Freedom from Ourselves

By: Alistair Begg - January 19, 2024

He asked them, “What were you discussing on the way?” But they kept silent, for on the way they had argued with one another about who was the greatest. And he sat down and called the twelve. And he said to them, “If anyone would be first, he must be last of all and servant of all.” – Mark 9:33–35

Rivalry is part and parcel of life. On a team, friendly rivalry can be a means of spurring each other on, helping the team members to become faster or stronger. But when rivalry becomes the occasion of selfishness and jealousy, it undermines unity.

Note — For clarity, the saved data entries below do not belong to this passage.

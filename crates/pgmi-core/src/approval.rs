//! Confirmation before a destructive database overwrite.
//!
//! Neither approver performs the overwrite; they only decide whether it may
//! happen. `Ok(false)` is a refusal, `Err(Error::Cancelled)` a cancellation.

use std::io::{self, BufRead, BufReader, Write};
use std::sync::{Arc, Mutex};
use std::time::Duration;

use tracing::{debug, info};

use crate::cancel::{cancelled_error, CancelToken};
use crate::error::Error;

pub const DEFAULT_COUNTDOWN: u32 = 5;
pub const DEFAULT_TICK: Duration = Duration::from_secs(1);

type Output = Mutex<Box<dyn Write + Send>>;
type TickHook = Arc<dyn Fn(u32) + Send + Sync>;

pub enum Approver {
    Forced(ForcedApprover),
    Interactive(InteractiveApprover),
}

impl Approver {
    pub async fn request_approval(&self, database: &str, cancel: &CancelToken) -> Result<bool, Error> {
        match self {
            Approver::Forced(a) => a.request_approval(database, cancel).await,
            Approver::Interactive(a) => a.request_approval(database, cancel).await,
        }
    }
}

fn emit(output: &Output, text: &str) {
    if let Ok(mut out) = output.lock() {
        let _ = out.write_all(text.as_bytes());
        let _ = out.flush();
    }
}

/// Prints a warning and counts down; approves when the countdown completes.
pub struct ForcedApprover {
    countdown: u32,
    tick: Duration,
    output: Output,
    on_tick: Option<TickHook>,
}

impl ForcedApprover {
    pub fn new() -> Self {
        Self::with_output(Box::new(io::stderr()))
    }

    pub fn with_output(output: Box<dyn Write + Send>) -> Self {
        Self {
            countdown: DEFAULT_COUNTDOWN,
            tick: DEFAULT_TICK,
            output: Mutex::new(output),
            on_tick: None,
        }
    }

    pub fn countdown(mut self, ticks: u32, tick: Duration) -> Self {
        self.countdown = ticks;
        self.tick = tick;
        self
    }

    /// Called with the remaining count at the start of every tick.
    pub fn on_tick(mut self, hook: TickHook) -> Self {
        self.on_tick = Some(hook);
        self
    }

    pub async fn request_approval(&self, database: &str, cancel: &CancelToken) -> Result<bool, Error> {
        emit(&self.output, &danger_banner(database));

        for remaining in (1..=self.countdown).rev() {
            cancel.check()?;
            if let Some(hook) = &self.on_tick {
                hook(remaining);
            }
            emit(
                &self.output,
                &format!(
                    "\rDropping in: {} seconds... (Press Ctrl+C to cancel)",
                    remaining
                ),
            );
            tokio::select! {
                biased;
                reason = cancel.cancelled() => {
                    emit(&self.output, "\n");
                    return Err(cancelled_error(reason));
                }
                _ = tokio::time::sleep(self.tick) => {}
            }
        }

        emit(
            &self.output,
            "\rProceeding with database overwrite...                              \n",
        );
        info!("Forced approval granted for {}", database);
        Ok(true)
    }
}

impl Default for ForcedApprover {
    fn default() -> Self {
        Self::new()
    }
}

fn danger_banner(database: &str) -> String {
    format!(
        "\n!!! DANGER !!!\n\
         Database '{db}' will be DROPPED and RECREATED.\n\
         All data in '{db}' will be permanently lost.\n\n",
        db = database
    )
}

/// Asks the user to type the database name.
pub struct InteractiveApprover {
    input: Arc<Mutex<Option<Box<dyn BufRead + Send>>>>,
    output: Output,
}

impl InteractiveApprover {
    pub fn stdin() -> Self {
        Self::new(Box::new(BufReader::new(io::stdin())), Box::new(io::stderr()))
    }

    pub fn new(input: Box<dyn BufRead + Send>, output: Box<dyn Write + Send>) -> Self {
        Self {
            input: Arc::new(Mutex::new(Some(input))),
            output: Mutex::new(output),
        }
    }

    pub async fn request_approval(&self, database: &str, cancel: &CancelToken) -> Result<bool, Error> {
        emit(
            &self.output,
            &format!(
                "\nWARNING: You are about to DROP and RECREATE the database '{db}'\n\
                 This will permanently delete all data in this database!\n\n\
                 To confirm, type the database name '{db}' and press Enter: ",
                db = database
            ),
        );

        let input = Arc::clone(&self.input);
        let read = tokio::task::spawn_blocking(move || -> io::Result<String> {
            let mut guard = input
                .lock()
                .map_err(|_| io::Error::new(io::ErrorKind::Other, "input lock poisoned"))?;
            let reader = guard
                .as_mut()
                .ok_or_else(|| io::Error::new(io::ErrorKind::Other, "input closed"))?;
            let mut line = String::new();
            if reader.read_line(&mut line)? == 0 {
                return Err(io::Error::new(
                    io::ErrorKind::UnexpectedEof,
                    "end of input before a line was read",
                ));
            }
            Ok(line)
        });

        let line = tokio::select! {
            biased;
            reason = cancel.cancelled() => {
                emit(&self.output, "\n");
                return Err(cancelled_error(reason));
            }
            joined = read => joined
                .map_err(|e| Error::Other(format!("failed to read input: {}", e)))?
                .map_err(|e| Error::Other(format!("failed to read input: {}", e)))?,
        };

        let answer = line.trim();
        if answer == database {
            emit(&self.output, "Confirmed. Proceeding with database overwrite...\n");
            Ok(true)
        } else {
            debug!("Approval input did not match");
            emit(
                &self.output,
                &format!(
                    "Input '{}' does not match database name '{}'. Operation cancelled.\n",
                    answer, database
                ),
            );
            Ok(false)
        }
    }
}

#[cfg(test)]
mod tests {
    use super::*;
    use crate::cancel::CancelReason;
    use std::io::Cursor;
    use std::sync::atomic::{AtomicU32, Ordering};

    #[derive(Clone, Default)]
    struct SharedBuffer(Arc<Mutex<Vec<u8>>>);

    impl Write for SharedBuffer {
        fn write(&mut self, buf: &[u8]) -> io::Result<usize> {
            self.0.lock().unwrap().extend_from_slice(buf);
            Ok(buf.len())
        }
        fn flush(&mut self) -> io::Result<()> {
            Ok(())
        }
    }

    impl SharedBuffer {
        fn text(&self) -> String {
            String::from_utf8(self.0.lock().unwrap().clone()).unwrap()
        }
    }

    fn interactive(input: &str) -> (InteractiveApprover, SharedBuffer) {
        let out = SharedBuffer::default();
        let approver = InteractiveApprover::new(
            Box::new(Cursor::new(input.as_bytes().to_vec())),
            Box::new(out.clone()),
        );
        (approver, out)
    }

    #[tokio::test(start_paused = true)]
    async fn test_forced_approves_after_full_countdown() {
        let ticks = Arc::new(AtomicU32::new(0));
        let counter = Arc::clone(&ticks);
        let out = SharedBuffer::default();
        let approver = ForcedApprover::with_output(Box::new(out.clone())).on_tick(Arc::new(
            move |_| {
                counter.fetch_add(1, Ordering::SeqCst);
            },
        ));

        let approved = approver
            .request_approval("staging", &CancelToken::new())
            .await
            .unwrap();
        assert!(approved);
        assert_eq!(ticks.load(Ordering::SeqCst), 5);
        let text = out.text();
        assert!(text.contains("DANGER"));
        assert!(text.contains("'staging'"));
        assert!(text.contains("Proceeding with database overwrite"));
    }

    #[tokio::test(start_paused = true)]
    async fn test_forced_cancel_on_second_tick() {
        let cancel = CancelToken::new();
        let trigger = cancel.clone();
        let ticks = Arc::new(AtomicU32::new(0));
        let counter = Arc::clone(&ticks);
        let approver = ForcedApprover::with_output(Box::new(io::sink())).on_tick(Arc::new(
            move |_| {
                if counter.fetch_add(1, Ordering::SeqCst) + 1 == 2 {
                    trigger.cancel(CancelReason::Interrupted);
                }
            },
        ));

        let result = approver.request_approval("prod", &cancel).await;
        assert!(matches!(result, Err(Error::Cancelled(_))));
        assert_eq!(ticks.load(Ordering::SeqCst), 2);
    }

    #[tokio::test]
    async fn test_forced_already_cancelled_never_ticks() {
        let cancel = CancelToken::new();
        cancel.cancel(CancelReason::DeadlineExceeded);
        let ticks = Arc::new(AtomicU32::new(0));
        let counter = Arc::clone(&ticks);
        let approver = ForcedApprover::with_output(Box::new(io::sink())).on_tick(Arc::new(
            move |_| {
                counter.fetch_add(1, Ordering::SeqCst);
            },
        ));
        assert!(approver.request_approval("db", &cancel).await.is_err());
        assert_eq!(ticks.load(Ordering::SeqCst), 0);
    }

    #[tokio::test]
    async fn test_interactive_exact_match() {
        let (approver, out) = interactive("  myapp  \n");
        assert!(approver.request_approval("myapp", &CancelToken::new()).await.unwrap());
        assert!(out.text().contains("Confirmed"));
    }

    #[tokio::test]
    async fn test_interactive_mismatch_and_empty() {
        let (approver, out) = interactive("myap\n");
        assert!(!approver.request_approval("myapp", &CancelToken::new()).await.unwrap());
        assert!(out.text().contains("Input 'myap' does not match"));

        let (approver, _) = interactive("\n");
        assert!(!approver.request_approval("myapp", &CancelToken::new()).await.unwrap());

        let (approver, _) = interactive("MYAPP\n");
        assert!(!approver.request_approval("myapp", &CancelToken::new()).await.unwrap());
    }

    #[tokio::test]
    async fn test_interactive_read_failure() {
        let (approver, _) = interactive("");
        let err = approver
            .request_approval("myapp", &CancelToken::new())
            .await
            .unwrap_err();
        assert!(err.to_string().contains("failed to read input"));
    }

    #[tokio::test]
    async fn test_interactive_cancelled() {
        let cancel = CancelToken::new();
        cancel.cancel(CancelReason::Interrupted);
        let (approver, _) = interactive("myapp\n");
        let result = approver.request_approval("myapp", &cancel).await;
        assert!(matches!(result, Err(Error::Cancelled(_))));
    }

    #[tokio::test]
    async fn test_approver_dispatch() {
        let (inner, _) = interactive("db\n");
        let approver = Approver::Interactive(inner);
        assert!(approver.request_approval("db", &CancelToken::new()).await.unwrap());
    }
}
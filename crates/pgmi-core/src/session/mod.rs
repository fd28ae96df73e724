//! Session-scoped materialisation of a scanned project.
//!
//! Every object lives in `pg_temp`, so a prepared session leaves nothing
//! behind once it closes.

pub mod loader;

use std::collections::BTreeMap;
use std::time::Instant;

use tracing::{debug, info};

use crate::cancel::CancelToken;
use crate::db::Session;
use crate::error::Error;
use crate::scanner::ScanResult;
use crate::testing::{self, TestPlan};

pub const SCHEMA_SQL: &str = include_str!("schema.sql");

/// What was loaded into the session.
#[derive(Debug, Clone, Default, PartialEq, Eq)]
pub struct Materialized {
    pub sources: usize,
    pub test_sources: usize,
    pub parameters: usize,
    pub plan: TestPlan,
}

pub async fn prepare(
    session: &Session,
    scan: &ScanResult,
    parameters: &BTreeMap<String, String>,
    verbose: bool,
    cancel: &CancelToken,
) -> Result<Materialized, Error> {
    let start = Instant::now();
    session.batch_execute(SCHEMA_SQL, cancel).await?;
    debug!("Session schema created");

    if verbose {
        session
            .batch_execute("SET client_min_messages = 'debug'", cancel)
            .await?;
    }

    let sources = loader::load_sources(session, scan, cancel).await?;

    let directories = testing::test_directories(scan);
    let test_sources = loader::load_test_sources(session, scan, &directories, cancel).await?;
    let plan = testing::build_plan(scan);
    loader::load_test_plan(session, &plan, cancel).await?;

    loader::load_parameters(session, parameters, cancel).await?;

    info!(
        "Session prepared in {:.2}s: {} files, {} test files, {} parameters",
        start.elapsed().as_secs_f64(),
        sources,
        test_sources,
        parameters.len()
    );

    Ok(Materialized {
        sources,
        test_sources,
        parameters: parameters.len(),
        plan,
    })
}

#[cfg(test)]
mod tests {
    use super::*;

    #[test]
    fn test_schema_declares_session_objects() {
        for object in [
            "pg_temp._pgmi_source ",
            "pg_temp._pgmi_source_metadata ",
            "pg_temp._pgmi_parameter ",
            "pg_temp._pgmi_test_directory ",
            "pg_temp._pgmi_test_source ",
            "pg_temp._pgmi_test_plan ",
            "TYPE pg_temp.pgmi_test_event",
            "VIEW pg_temp.pgmi_plan_view",
            "VIEW pg_temp.pgmi_source_view",
            "VIEW pg_temp.pgmi_source_metadata_view",
            "VIEW pg_temp.pgmi_parameter_view",
            "VIEW pg_temp.pgmi_test_source_view",
            "VIEW pg_temp.pgmi_test_directory_view",
            "FUNCTION pg_temp.pgmi_test_plan(pattern text DEFAULT '.*')",
            "FUNCTION pg_temp.pgmi_param(",
            "FUNCTION pg_temp.pgmi_trace_callback(",
        ] {
            assert!(SCHEMA_SQL.contains(object), "missing {}", object);
        }
    }

    #[test]
    fn test_trace_notice_shape() {
        assert!(SCHEMA_SQL.contains("RAISE NOTICE '[TRACE]%|%|%|%|%'"));
        assert!(SCHEMA_SQL.contains("current_setting('pgmi.' || lower(p_key), true)"));
    }
}
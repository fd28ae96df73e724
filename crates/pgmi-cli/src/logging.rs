use std::env;
use tracing::debug;
use tracing_subscriber::prelude::*;
use tracing_subscriber::{fmt, EnvFilter};

pub fn init_logger(verbose: bool) -> impl Drop {
    let default_level = if verbose { "debug" } else { "info" };
    let filter = env::var("TRACING_LEVEL").unwrap_or_else(|_| default_level.to_string());
    let filter_layer = EnvFilter::new(filter);

    let log_file_path =
        env::var("LOG_FILE_PATH").unwrap_or_else(|_| "./logs/pgmi.log".to_string());

    let file_appender = tracing_appender::rolling::never("./", log_file_path);
    let (non_blocking, guard) = tracing_appender::non_blocking(file_appender);

    tracing_subscriber::registry()
        .with(
            fmt::layer()
                .with_writer(std::io::stderr)
                .pretty()
                .with_file(false)
                .without_time()
                .with_ansi(console::colors_enabled_stderr()),
        )
        .with(
            fmt::layer()
                .with_writer(non_blocking)
                .with_ansi(false),
        )
        .with(filter_layer)
        .init();

    debug!("Tracing is configured for stderr and file logging.");

    guard
}
//! Path conventions for project trees.

pub const DEPLOY_SCRIPT: &str = "deploy.sql";

pub const TEST_MARKERS: [&str; 2] = ["__test__", "__tests__"];

const SETUP_FILES: [&str; 2] = ["_setup.sql", "_setup.psql"];

const SQL_EXTENSIONS: [&str; 8] = [
    ".sql", ".ddl", ".dml", ".dql", ".dcl", ".psql", ".pgsql", ".plpgsql",
];

#[derive(Debug, Clone, Copy, PartialEq, Eq, Hash, PartialOrd, Ord)]
pub enum Classification {
    Deployment,
    Setup,
    Test,
}

impl Classification {
    pub fn as_str(&self) -> &'static str {
        match self {
            Classification::Deployment => "deployment",
            Classification::Setup => "setup",
            Classification::Test => "test",
        }
    }
}

pub fn classify(path: &str) -> Classification {
    if !is_test_path(path) {
        Classification::Deployment
    } else if is_setup_file(path) {
        Classification::Setup
    } else {
        Classification::Test
    }
}

/// True when any directory segment is a test marker.
pub fn is_test_path(path: &str) -> bool {
    directory_segments(path).any(|segment| TEST_MARKERS.contains(&segment))
}

pub fn is_setup_file(path: &str) -> bool {
    let name = file_name(path).to_lowercase();
    SETUP_FILES.contains(&name.as_str())
}

pub fn is_sql_extension(extension: &str) -> bool {
    let ext = extension.to_lowercase();
    SQL_EXTENSIONS.contains(&ext.as_str())
}

pub fn is_deploy_script(path: &str) -> bool {
    file_name(path).eq_ignore_ascii_case(DEPLOY_SCRIPT)
}

/// Returns the first `__name__` directory that is not a test marker.
pub fn reserved_directory(path: &str) -> Option<&str> {
    directory_segments(path).find(|segment| {
        segment.len() > 4
            && segment.starts_with("__")
            && segment.ends_with("__")
            && !TEST_MARKERS.contains(segment)
    })
}

/// `./a/b/c.sql` -> `./a/b/`
pub fn directory_of(path: &str) -> &str {
    match path.rfind('/') {
        Some(idx) => &path[..=idx],
        None => "./",
    }
}

/// Number of directory levels below the project root: `./` is 0, `./a/` is 1.
pub fn directory_depth(directory: &str) -> usize {
    directory.matches('/').count().saturating_sub(1)
}

/// Depth of a test directory counted from its marker segment, which is 0.
pub fn test_directory_depth(directory: &str) -> usize {
    let segments: Vec<&str> = directory
        .trim_end_matches('/')
        .split('/')
        .filter(|s| !s.is_empty() && *s != ".")
        .collect();
    match segments.iter().position(|s| TEST_MARKERS.contains(s)) {
        Some(marker) => segments.len() - marker - 1,
        None => 0,
    }
}

/// The test directory itself and every ancestor up to and including its marker.
pub fn test_directory_chain(directory: &str) -> Vec<String> {
    let mut chain = Vec::new();
    let mut current = directory.to_string();
    loop {
        chain.push(current.clone());
        let trimmed = current.trim_end_matches('/');
        let last = trimmed.rsplit('/').next().unwrap_or("");
        if TEST_MARKERS.contains(&last) {
            break;
        }
        match trimmed.rfind('/') {
            Some(idx) if is_test_path(&format!("{}/x", &trimmed[..idx])) => {
                current = trimmed[..=idx].to_string();
            }
            _ => break,
        }
    }
    chain
}

pub fn file_name(path: &str) -> &str {
    path.rsplit('/').next().unwrap_or(path)
}

pub fn extension_of(name: &str) -> &str {
    match name.rfind('.') {
        Some(idx) if idx > 0 => &name[idx..],
        _ => "",
    }
}

fn directory_segments(path: &str) -> impl Iterator<Item = &str> {
    let dir = match path.rfind('/') {
        Some(idx) => &path[..idx],
        None => "",
    };
    dir.split('/').filter(|s| !s.is_empty() && *s != ".")
}
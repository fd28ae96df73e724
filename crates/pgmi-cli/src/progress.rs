use std::sync::Mutex;
use std::time::Duration;

use colored::*;
use console::Term;
use indicatif::{ProgressBar, ProgressStyle};
use pgmi_core::db::Notice;
use pgmi_core::scanner::ScanStats;
use pgmi_core::testing::{TraceEvent, TraceKind};
use pgmi_core::ProgressReporter;

/// CLI progress reporter using indicatif spinners.
///
/// - Scan and connect phases: spinner
/// - Test run: one line per fixture and passed test, indented by depth
/// - Server notices are printed as they are drained
pub struct CliReporter {
    bar: Mutex<Option<ProgressBar>>,
    interactive: bool,
    verbose: bool,
}

impl CliReporter {
    pub fn new(verbose: bool) -> Self {
        Self {
            bar: Mutex::new(None),
            interactive: Term::stderr().is_term(),
            verbose,
        }
    }

    fn spinner(&self, message: String) {
        let pb = if self.interactive {
            let pb = ProgressBar::new_spinner();
            if let Ok(style) = ProgressStyle::with_template("{spinner:.cyan} {msg}") {
                pb.set_style(style.tick_chars("⠋⠙⠹⠸⠼⠴⠦⠧⠇⠏"));
            }
            pb.enable_steady_tick(Duration::from_millis(80));
            pb
        } else {
            ProgressBar::hidden()
        };
        pb.set_message(message);
        if let Ok(mut guard) = self.bar.lock() {
            if let Some(old) = guard.take() {
                old.finish_and_clear();
            }
            *guard = Some(pb);
        }
    }

    pub fn finish(&self) {
        if let Ok(mut guard) = self.bar.lock() {
            if let Some(pb) = guard.take() {
                pb.finish_and_clear();
            }
        }
    }

    /// Prints above the spinner, if one is active.
    fn line(&self, text: String) {
        match self.bar.lock().ok().as_ref().and_then(|g| g.as_ref()) {
            Some(pb) if self.interactive => pb.suspend(|| eprintln!("{}", text)),
            _ => eprintln!("{}", text),
        }
    }
}

impl ProgressReporter for CliReporter {
    fn on_scan_start(&self) {
        self.spinner("Scanning project...".to_string());
    }

    fn on_scan_complete(&self, stats: &ScanStats, duration_secs: f64) {
        self.finish();
        eprintln!(
            "  {} Scan complete: {} deployment, {} setup, {} test, {} other files in {:.2}s",
            "✓".green(),
            stats.deployment,
            stats.setup,
            stats.test,
            stats.other,
            duration_secs
        );
    }

    fn on_connect_start(&self, host: &str, database: &str) {
        self.spinner(format!("Connecting to {} on {}...", database, host));
    }

    fn on_connect_complete(&self, database: &str) {
        self.finish();
        if self.verbose {
            eprintln!("  {} Connected to {}", "✓".green(), database);
        }
    }

    fn on_database_created(&self, database: &str) {
        eprintln!("  {} Created database {}", "✓".green(), database.bold());
    }

    fn on_database_recreated(&self, database: &str) {
        eprintln!("  {} Recreated database {}", "✓".green(), database.bold());
    }

    fn on_execute_start(&self) {
        self.spinner("Running deploy.sql...".to_string());
    }

    fn on_execute_complete(&self, duration_secs: f64) {
        self.finish();
        eprintln!(
            "  {} deploy.sql completed in {:.2}s",
            "✓".green(),
            duration_secs
        );
    }

    fn on_notice(&self, notice: &Notice) {
        let severity = match notice.severity.as_str() {
            "WARNING" => notice.severity.yellow(),
            "NOTICE" | "INFO" | "LOG" => notice.severity.cyan(),
            _ if !self.verbose => return,
            _ => notice.severity.dimmed(),
        };
        self.line(format!("  {}: {}", severity, notice.message));
    }

    fn on_trace(&self, event: &TraceEvent) {
        let indent = "  ".repeat(event.depth as usize + 1);
        let path = fit_path(event.path.as_deref().unwrap_or_default(), indent.len() + 4);
        match &event.kind {
            TraceKind::FixtureStart => self.line(format!("{}{} {}", indent, "↳".dimmed(), path.dimmed())),
            TraceKind::TestEnd => self.line(format!("{}{} {}", indent, "✓".green(), path)),
            TraceKind::TestStart | TraceKind::Rollback if self.verbose => {
                self.line(format!("{}{} {}", indent, event.kind.as_str().dimmed(), path.dimmed()))
            }
            TraceKind::Custom(name) => self.line(format!("{}{} {}", indent, name.dimmed(), path)),
            _ => {}
        }
    }
}

/// Shortens long paths to the terminal width, keeping both ends.
fn fit_path(path: &str, reserved: usize) -> String {
    let width = crossterm::terminal::size()
        .map(|(cols, _)| cols as usize)
        .unwrap_or(120);
    compress_path(path, width.saturating_sub(reserved).max(20))
}

fn compress_path(path: &str, max_length: usize) -> String {
    let chars: Vec<char> = path.chars().collect();
    if chars.len() <= max_length {
        return path.to_string();
    }
    let start_len = (max_length - 3) / 2;
    let end_len = max_length - start_len - 3;
    let mut compressed: String = chars[..start_len].iter().collect();
    compressed.push_str("...");
    compressed.extend(&chars[chars.len() - end_len..]);
    compressed
}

On the way to Capernaum, Jesus had been teaching the disciples, saying, “The Son of Man is going to be delivered into the hands of men, and they will kill him. And when he is killed, after three days he will rise” (Mark 9:31). Perhaps as Jesus walked ahead of them, He heard snippets of conversation from the disciples jostling their way along behind Him. Their discussion was filled with jealous rivalry over their own greatness.

That’s a bad topic of conversation on any occasion, but especially in this context. How incongruous that when Jesus was giving them instruction concerning His own suffering and death, they were preoccupied with their own status and greatness!

Jesus asked them about their conversation to use it as an opportunity for instruction. In the span of a sentence, He turned human ideas of greatness completely upside down. True greatness in His kingdom lies in putting yourself last and acting as servant to everyone else. This is, after all, how the King of that kingdom lived, and lives, for He “came not to be served but to serve, and to give his life as a ransom for many” (Mark 10:45).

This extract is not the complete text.